Work task
Write down, unchanged, the entries from the first line through the line holding "let k = params.k.max(1).min(100);". Include no other line.

Record extracts: Begin

use anyhow::Result;
use axum::{
    extract::{Path, Query, State},
    routing::get,
    Json, Router,
};
use serde::{Deserialize, Serialize};
use sitesearch_core::{SearchHit, SearchIndex};
use std::sync::Arc;
use tower_http::cors::{AllowOrigin, Any, CorsLayer};

#[derive(Deserialize)]
pub struct SearchParams {
    pub q: String,
    #[serde(default = "default_k")]
    pub k: usize,
}
fn default_k() -> usize { 10 }

#[derive(Serialize)]
pub struct SearchResponse {
    pub query: String,
    pub took_s: f64,
    pub total_hits: usize,
    pub results: Vec<SearchHit>,
}

#[derive(Clone)]
pub struct AppState {
    // Read-only after load, so concurrent handlers share it without locking.
    pub index: Arc<SearchIndex>,
}

pub fn build_app(index_path: String) -> Result<Router> {
    // Load and validate the payload once at startup
    let index = SearchIndex::load_file(&index_path)?;
    tracing::info!(
        num_docs = index.num_docs(),
        num_terms = index.num_terms(),
        num_sections = index.num_sections(),
        "index loaded"
    );
    let app_state = AppState { index: Arc::new(index) };

    // CORS: read CORS_ALLOW_ORIGIN (comma-separated) or allow Any by default
    let cors = match std::env::var("CORS_ALLOW_ORIGIN") {
        Ok(val) => {
            let origins: Vec<_> = val
                .split(',')
                .filter_map(|s| s.trim().parse().ok())
                .collect();
            if origins.is_empty() {
                CorsLayer::new().allow_origin(Any).allow_methods(Any).allow_headers(Any)
            } else {
                CorsLayer::new().allow_origin(AllowOrigin::list(origins)).allow_methods(Any).allow_headers(Any)
            }
        }
        Err(_) => CorsLayer::new().allow_origin(Any).allow_methods(Any).allow_headers(Any),
    };

    let app = Router::new()
        .route("/health", get(|| async { "ok" }))
        .route("/search", get(search_handler))
        .route("/doc/:doc_id", get(doc_handler))
        .with_state(app_state)
        .layer(cors);
    Ok(app)
}

pub async fn search_handler(
    State(state): State<AppState>,
    Query(params): Query<SearchParams>,
) -> Json<SearchResponse> {
    let start = std::time::Instant::now();
    let hits = state.index.search(&params.q);
    let total_hits = hits.len();
    let k = params.k.max(1).min(100);
    let results: Vec<SearchHit> = hits.into_iter().take(k).collect();
    let took_s = start.elapsed().as_secs_f64();
    tracing::debug!(query = %params.q, total_hits, took_s, "search served");
    Json(SearchResponse { query: params.q, took_s, total_hits, results })
}

pub async fn doc_handler(
    State(state): State<AppState>,
    Path(doc_id): Path<u32>,
) -> Json<serde_json::Value> {
    if let Some(meta) = state.index.doc(doc_id) {
        let sections = state.index.doc_sections(doc_id).cloned().unwrap_or_default();
        return Json(serde_json::json!({
            "doc_id": doc_id,
            "docname": meta.docname,
            "title": meta.title,
            "filename": meta.filename,
            "sections": sections,
        }));
    }
    Json(serde_json::json!({ "error": "not found" }))
}
//! Fallback download strategy: single progressive file.
//!
//! Tries a sequence of declarative format filters, most compatible
//! first, and lets the client mux adaptive picks internally. Used when
//! the split-stream path keeps failing.

use std::path::{Path, PathBuf};
use std::process::Command;

use crate::errors::{MediaError, MediaResult};

use super::client::{classify_download_error, DownloadClient, Fetched};

/// Format filters tried in order: progressive mp4, adaptive mp4, any mp4.
const FORMAT_FILTERS: &[&str] = &[
    "best[ext=mp4][vcodec!=none][acodec!=none]",
    "bestvideo[ext=mp4]+bestaudio",
    "best[ext=mp4]",
];

/// yt-dlp client downloading one combined file.
#[derive(Debug, Default)]
pub struct ProgressiveClient;

impl ProgressiveClient {
    pub fn new() -> Self {
        Self
    }

    /// Build the yt-dlp argument list for one format filter.
    fn filter_args(format: &str, template: &Path, url: &str) -> Vec<String> {
        vec![
            "--quiet".to_string(),
            "--no-warnings".to_string(),
            "--no-simulate".to_string(),
            "--print".to_string(),
            "after_move:filepath".to_string(),
            "--merge-output-format".to_string(),
            "mp4".to_string(),
            "-f".to_string(),
            format.to_string(),
            "-o".to_string(),
            template.display().to_string(),
            url.to_string(),
        ]
    }

    fn try_filter(&self, format: &str, template: &Path, url: &str) -> MediaResult<PathBuf> {
        let args = Self::filter_args(format, template, url);
        tracing::debug!("Running yt-dlp (fallback): {}", args.join(" "));

        let output = Command::new("yt-dlp")
            .args(&args)
            .output()
            .map_err(|e| MediaError::io("run yt-dlp", e))?;

        if !output.status.success() {
            let stderr = String::from_utf8_lossy(&output.stderr);
            return Err(classify_download_error(
                "yt-dlp",
                output.status.code().unwrap_or(-1),
                &stderr,
            ));
        }

        let stdout = String::from_utf8_lossy(&output.stdout);
        stdout
            .lines()
            .rev()
            .find(|line| !line.trim().is_empty())
            .map(|line| PathBuf::from(line.trim()))
            .filter(|path| path.exists())
            .ok_or_else(|| {
                MediaError::tool_failure("yt-dlp", 0, "did not produce an output file")
            })
    }

    /// Whether the failure means "this filter has no matching stream",
    /// in which case the next filter is worth trying.
    fn filter_unmatched(err: &MediaError) -> bool {
        match err {
            MediaError::ToolFailure { message, .. } => {
                let lower = message.to_lowercase();
                lower.contains("requested format is not available")
                    || lower.contains("no video formats found")
            }
            _ => false,
        }
    }
}

impl DownloadClient for ProgressiveClient {
    fn name(&self) -> &str {
        "yt-dlp (progressive)"
    }

    fn download(&self, url: &str, dest_dir: &Path) -> MediaResult<Fetched> {
        let template = dest_dir.join("fallback_%(id)s.%(ext)s");
        let mut last_err = None;

        for format in FORMAT_FILTERS {
            match self.try_filter(format, &template, url) {
                Ok(path) => return Ok(Fetched::Combined(path)),
                Err(e) if Self::filter_unmatched(&e) => {
                    tracing::debug!("Format filter {:?} unmatched, trying next", format);
                    last_err = Some(e);
                }
                Err(e) => return Err(e),
            }
        }

        Err(last_err
            .unwrap_or_else(|| MediaError::tool_failure("yt-dlp", 0, "no downloadable stream found")))
    }
}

Record extracts: End

Response below
use anyhow::Result;
use axum::{
    extract::{Path, Query, State},
    routing::get,
    Json, Router,
};
use serde::{Deserialize, Serialize};
use sitesearch_core::{SearchHit, SearchIndex};
use std::sync::Arc;
use tower_http::cors::{AllowOrigin, Any, CorsLayer};

#[derive(Deserialize)]
pub struct SearchParams {
    pub q: String,
    #[serde(default = "default_k")]
    pub k: usize,
}
fn default_k() -> usize { 10 }

#[derive(Serialize)]
pub struct SearchResponse {
    pub query: String,
    pub took_s: f64,
    pub total_hits: usize,
    pub results: Vec<SearchHit>,
}

#[derive(Clone)]
pub struct AppState {
    // Read-only after load, so concurrent handlers share it without locking.
    pub index: Arc<SearchIndex>,
}

pub fn build_app(index_path: String) -> Result<Router> {
    // Load and validate the payload once at startup
    let index = SearchIndex::load_file(&index_path)?;
    tracing::info!(
        num_docs = index.num_docs(),
        num_terms = index.num_terms(),
        num_sections = index.num_sections(),
        "index loaded"
    );
    let app_state = AppState { index: Arc::new(index) };

    // CORS: read CORS_ALLOW_ORIGIN (comma-separated) or allow Any by default
    let cors = match std::env::var("CORS_ALLOW_ORIGIN") {
        Ok(val) => {
            let origins: Vec<_> = val
                .split(',')
                .filter_map(|s| s.trim().parse().ok())
                .collect();
            if origins.is_empty() {
                CorsLayer::new().allow_origin(Any).allow_methods(Any).allow_headers(Any)
            } else {
                CorsLayer::new().allow_origin(AllowOrigin::list(origins)).allow_methods(Any).allow_headers(Any)
            }
        }
        Err(_) => CorsLayer::new().allow_origin(Any).allow_methods(Any).allow_headers(Any),
    };

    let app = Router::new()
        .route("/health", get(|| async { "ok" }))
        .route("/search", get(search_handler))
        .route("/doc/:doc_id", get(doc_handler))
        .with_state(app_state)
        .layer(cors);
    Ok(app)
}

pub async fn search_handler(
    State(state): State<AppState>,
    Query(params): Query<SearchParams>,
) -> Json<SearchResponse> {
    let start = std::time::Instant::now();
    let hits = state.index.search(&params.q);
    let total_hits = hits.len();
    let k = params.k.max(1).min(100);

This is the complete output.